Building Google's Game of the Year with Cloud Text-to-Speech and App Engine
JK Kafalas
Creative Engineer
Tyler Yin
Creative Coder
At the end of every year, we take a look at Google Search trends, culminating in our annual Year in Search film. This year, we decided to also build Game of the Year, the first quiz game based on Google Search trends. We thought it would be fun to bring the trends to life, and we wanted to experiment a bit with our own technology. You can see here what the game is all about:
To build the game, we used Google Cloud technologies and WaveNet, which is a deep neural network that generates raw audio waveforms. Here’s how we did it.
Bringing the game to life with Cloud Text-to-Speech, WaveNet and SSML
Months before we built anything for production, our designers, writers, and developers here on the Brand Studio team worked on varying game ideas and prototypes centered around the year’s Search trends data. A key feature of these early prototypes was Cloud Text-to-Speech. From the beginning, we wanted to take advantage of its ability to personalize any statement with a user’s name on the fly using a natural-sounding voice. This feature lets us develop our “host,” a delightful feature and core part of the game.
From a practical perspective, using Cloud Text-to-Speech also significantly reduced production overhead. We could change copy easily without needing a voice actor to re-record every time we added or changed a question or answer. It also allows us to easily scale if we decide to add new questions to the game or translate it to other languages.
As part of our early prototypes, we also played with several WaveNet voices. Its ability to sound out everything from awkward brand names to difficult-to-pronounce celebrity names was uncanny—and especially important given that some of 2018’s Search trends aren’t exactly standard words you find in the dictionary. We also explored Speech Synthesis Markup Language (SSML), which lets you tailor WaveNet’s speech by modifying inflection, emphasis, timing, and other very granular speech parameters. We used SSML mostly in our initial demos to make even more natural-sounding speech. Because our final product underwent frequent content updates, we couldn’t take advantage of SSML as much as we would have liked by launch time. Fortunately, we found the default speech synthesis to be pretty impressive as is. We were pleasantly surprised when the WaveNet model pronounced certain strings like “Givenchy” (jzhiv-on-shee) as intended. Other interpretations did not quite work as we had hoped (see: Go...o.o.o.o.o.o.o.o.o.o...al), but were humorous enough to keep in the final build.

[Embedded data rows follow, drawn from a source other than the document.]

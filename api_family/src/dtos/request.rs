use chrono::NaiveDateTime;
use common::misc::RequestStatus;
use db::models::request::FamilyRequest;
use serde::{Deserialize, Serialize};
use uuid::Uuid;

#[derive(Debug, Deserialize)]
pub struct NoteRequest {
    pub note: Option<String>,
}

/// What a recipient sees of an invitation.
#[derive(Debug, Serialize)]
pub struct InvitationResponse {
    pub code: String,
    pub status: RequestStatus,
    pub slave_plan_id: Uuid,
    pub expires_at: Option<NaiveDateTime>,
    pub accepted_by_you: bool,
}

impl InvitationResponse {
    pub fn for_viewer(request: FamilyRequest, viewer: Uuid) -> Self {
        InvitationResponse {
            accepted_by_you: request.slave_user_id == Some(viewer),
            code: request.code,
            status: request.status,
            slave_plan_id: request.slave_plan_id,
            expires_at: request.expires_at,
        }
    }
}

Finding the right audio balance
Our initial prototypes showcased all of the possible accents, languages, and genders available in Cloud Text-to-Speech. In some iterations we used the voice primarily as a source of comic relief in between questions, such as by ribbing the player for getting a wrong answer, or incorporating terrible puns after some questions. While fun to listen to, we realized we needed to strike the right balance between humorous audio commentary and unobtrusive gameplay. In the end, it felt more natural to have the host read the questions and answer selections like an actual game show host would, and to develop the host’s “character” via clever writing. Limiting the host to speaking only the written questions and facts also meant that those not using the audio experience wouldn’t miss any of the fun dialogue or receive a lesser game experience.
The amount of dialogue was also important in calculating the necessary API quota. Exceeding the quota causes the host to remain silent on subsequent play-throughs of the game that day, as the API returns an appropriate “quota exceeded” error. We worked with the Cloud Text-to-Speech team to estimate queries per minute and characters per minute based on expected traffic and the length and frequency of each spoken phrase. In order to avoid issues in the event that the game did exceed our quota, we wrote in a simple check to disable the host’s voice and talking animation if any client or server errors were returned by the API. This allows the game to continue seamlessly for users with the music and sound effects only.
Though we ended up narrowing down the host’s voice to only two options (one male and one female), which are randomized at the start, users can customize those voices in-game by changing the speed and pitch on the intro page, as shown below. We decided to limit those ranges to avoid unintended audio-timing bugs that appeared with extreme changes to the voice speed—for example, the host talking too slowly to finish speaking before the next line of dialogue begins. We hope that users find this balance of audio features as delightful as we do!
Building the game at scale
We built the game on App Engine to take advantage of Google Cloud’s ability to quickly scale based on traffic, its developer-friendly environment, access management, easy deployment and versioning, and API management tools. The game is a single-page Angular app, which is statically served and front-end-cached to reduce latency, and integrates the Cloud Text-to-Speech API, Matter.js for physics, Hammer.js for touch gestures, and Tween.js for animation. To easily scale and maintain the content, we used an internally built content management system to store and edit the questions, answers, fun facts and images used throughout the game.
The Cloud Text-to-Speech API integrated seamlessly into the game’s build, creating a smooth, natural audio experience across all supported platforms. Knowing how easily we can include this technology in our applications opens a lot of doors to enhance future projects in delightfully unexpected ways. We’re equally excited to see what other developers come up with using this awesome piece of technology.
Give Game of the Year a shot and find out how well you know the trends of 2018.